Development of a DNA microarray chip for the identification of sludge bacteria using an unsequenced random genomic DNA hybridization method

A tool, based upon the DNA microarray chip, for the identification of specific bacteria from activated sludge, using the hybridization of genomic DNA with random probes, is described. This chip was developed using the genomic DNAs from Gordonia amarae, the natural filamentous actinomycete that causes sludge foaming and bulking, as well as a nonfilamentous floc forming bacterium (Zoogloea ramigera) and the skin pathogen Mycobacterium peregrinum without any sequence information. The sets of target probes on amine-coated glass were made from a genomic library, constructed with PCR products derived from randomly fragmented genomic DNAs extracted from pure cultures of the three strains. Initial hybridization results, when pure cultures were employed, showed the specificity of the probes as well as the resolution of the system, demonstrating the capabilities of this system to identify specific bacterial strains.
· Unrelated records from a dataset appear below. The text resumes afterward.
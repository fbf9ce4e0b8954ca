// Signatures — canonical cache keys for primitive invocations
//
// A signature is a flat sequence of u64 words. Every operator appends, in a
// fixed order, its configuration fields and a fingerprint of each tensor
// descriptor it plans against:
//
//   tensor  → dtype tag, rank, dims[0..rank], strides[0..rank]
//   slice   → length, then each element
//   f32     → exact bit pattern
//
// Everything variable-length carries its length in front, so two different
// invocations can never flatten to the same word sequence. Equality and
// hashing are over the words; `fingerprint` is a short hash for log lines.

use std::fmt;
use std::hash::{Hash, Hasher};

use rustc_hash::FxHasher;
use smallvec::SmallVec;

use primcache_core::{DType, PropKind, TensorDesc};

/// A value that can be appended to an [`OpSignature`].
pub trait AddSign {
    fn add_to(&self, sig: &mut OpSignature);
}

/// Canonical, hashable key for one primitive invocation.
#[derive(Clone, PartialEq, Eq, Hash, Default)]
pub struct OpSignature {
    words: SmallVec<[u64; 32]>,
}

impl OpSignature {
    pub fn new() -> Self {
        Self::default()
    }

    /// Append one field.
    pub fn add_sign<T: AddSign + ?Sized>(&mut self, value: &T) -> &mut Self {
        value.add_to(self);
        self
    }

    fn push(&mut self, word: u64) {
        self.words.push(word);
    }

    pub fn len(&self) -> usize {
        self.words.len()
    }

    pub fn is_empty(&self) -> bool {
        self.words.is_empty()
    }

    /// Short hash of the signature, for logging.
    pub fn fingerprint(&self) -> u64 {
        let mut h = FxHasher::default();
        self.words.hash(&mut h);
        h.finish()
    }
}

impl fmt::Debug for OpSignature {
    fn fmt(&self, f: &mut fmt::Formatter<'_>) -> fmt::Result {
        write!(f, "OpSignature({:016x}, {} words)", self.fingerprint(), self.len())
    }
}

impl AddSign for u64 {
    fn add_to(&self, sig: &mut OpSignature) {
        sig.push(*self);
    }
}

impl AddSign for usize {
    fn add_to(&self, sig: &mut OpSignature) {
        sig.push(*self as u64);
    }
}

impl AddSign for i64 {
    fn add_to(&self, sig: &mut OpSignature) {
        sig.push(*self as u64);
    }
}

impl AddSign for bool {
    fn add_to(&self, sig: &mut OpSignature) {
        sig.push(*self as u64);
    }
}

// Bit pattern, not value: 1.0 and 1.0000001 must stay apart.
impl AddSign for f32 {
    fn add_to(&self, sig: &mut OpSignature) {
        sig.push(self.to_bits() as u64);
    }
}

impl AddSign for DType {
    fn add_to(&self, sig: &mut OpSignature) {
        sig.push(self.tag());
    }
}

impl AddSign for PropKind {
    fn add_to(&self, sig: &mut OpSignature) {
        let tag = match self {
            PropKind::ForwardTraining => 1,
            PropKind::ForwardInference => 2,
        };
        sig.push(tag);
    }
}

impl AddSign for TensorDesc {
    fn add_to(&self, sig: &mut OpSignature) {
        sig.add_sign(&self.dtype());
        sig.add_sign(&self.rank());
        for &d in self.dims() {
            sig.push(d as u64);
        }
        for &s in self.strides() {
            sig.push(s as u64);
        }
    }
}

impl<T: AddSign> AddSign for [T] {
    fn add_to(&self, sig: &mut OpSignature) {
        sig.add_sign(&self.len());
        for item in self {
            item.add_to(sig);
        }
    }
}

impl<T: AddSign> AddSign for Vec<T> {
    fn add_to(&self, sig: &mut OpSignature) {
        self.as_slice().add_to(sig);
    }
}

impl<T: AddSign + ?Sized> AddSign for &T {
    fn add_to(&self, sig: &mut OpSignature) {
        (**self).add_to(sig);
    }
}

#[cfg(test)]
mod tests {
    use super::*;
    use primcache_core::{Layout, Shape};

    fn sig_of(desc: &TensorDesc) -> OpSignature {
        let mut sig = OpSignature::new();
        sig.add_sign(desc);
        sig
    }

    #[test]
    fn test_deterministic() {
        let d = TensorDesc::contiguous((2, 3), DType::F32);
        assert_eq!(sig_of(&d), sig_of(&d.clone()));
        assert_eq!(sig_of(&d).fingerprint(), sig_of(&d).fingerprint());
    }

    #[test]
    fn test_dtype_shape_and_strides_distinguish() {
        let base = TensorDesc::contiguous((2, 3), DType::F32);
        let other_dtype = TensorDesc::contiguous((2, 3), DType::F16);
        let other_shape = TensorDesc::contiguous((3, 2), DType::F32);
        let strided = TensorDesc::new(
            DType::F32,
            Layout::new(Shape::from((2, 3)), vec![1, 2]).unwrap(),
        );
        assert_ne!(sig_of(&base), sig_of(&other_dtype));
        assert_ne!(sig_of(&base), sig_of(&other_shape));
        assert_ne!(sig_of(&base), sig_of(&strided));
    }

    #[test]
    fn test_length_prefix_keeps_lists_apart() {
        // [2] ++ [3, 4] vs [2, 3] ++ [4]
        let mut a = OpSignature::new();
        a.add_sign(&vec![2usize]).add_sign(&vec![3usize, 4]);
        let mut b = OpSignature::new();
        b.add_sign(&vec![2usize, 3]).add_sign(&vec![4usize]);
        assert_ne!(a, b);
    }

    #[test]
    fn test_float_bits() {
        let mut a = OpSignature::new();
        a.add_sign(&1.0f32);
        let mut b = OpSignature::new();
        b.add_sign(&1.000_000_1f32);
        assert_ne!(a, b);
    }
}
The microarray was also tested for its ability to distinguish specific bacteria from among mixed bacterial communities, such as in sludge, soil, or spiked genomic DNA samples. The results showed that the probes are specific, with only mild cross-hybridization occurring in a small number of cases. Furthermore, the chip clearly discriminated the presence of all three strains when they were present alone or together within mixed samples. Moreover, using the spot intensity and DNA hybridization kinetics, the starting genomic DNA concentrations could be estimated relatively well, which would make it possible to predict the number of specific bacteria present within the test samples. Therefore, the random genomic hybridization approach, i.e., without any sequence information available for the probes, is a practical protocol for the identification of and screening for specific bacteria within any complex bacterial community from the environmental samples, such as in activated sludge, although the possibility of cross-hybridization may still exist.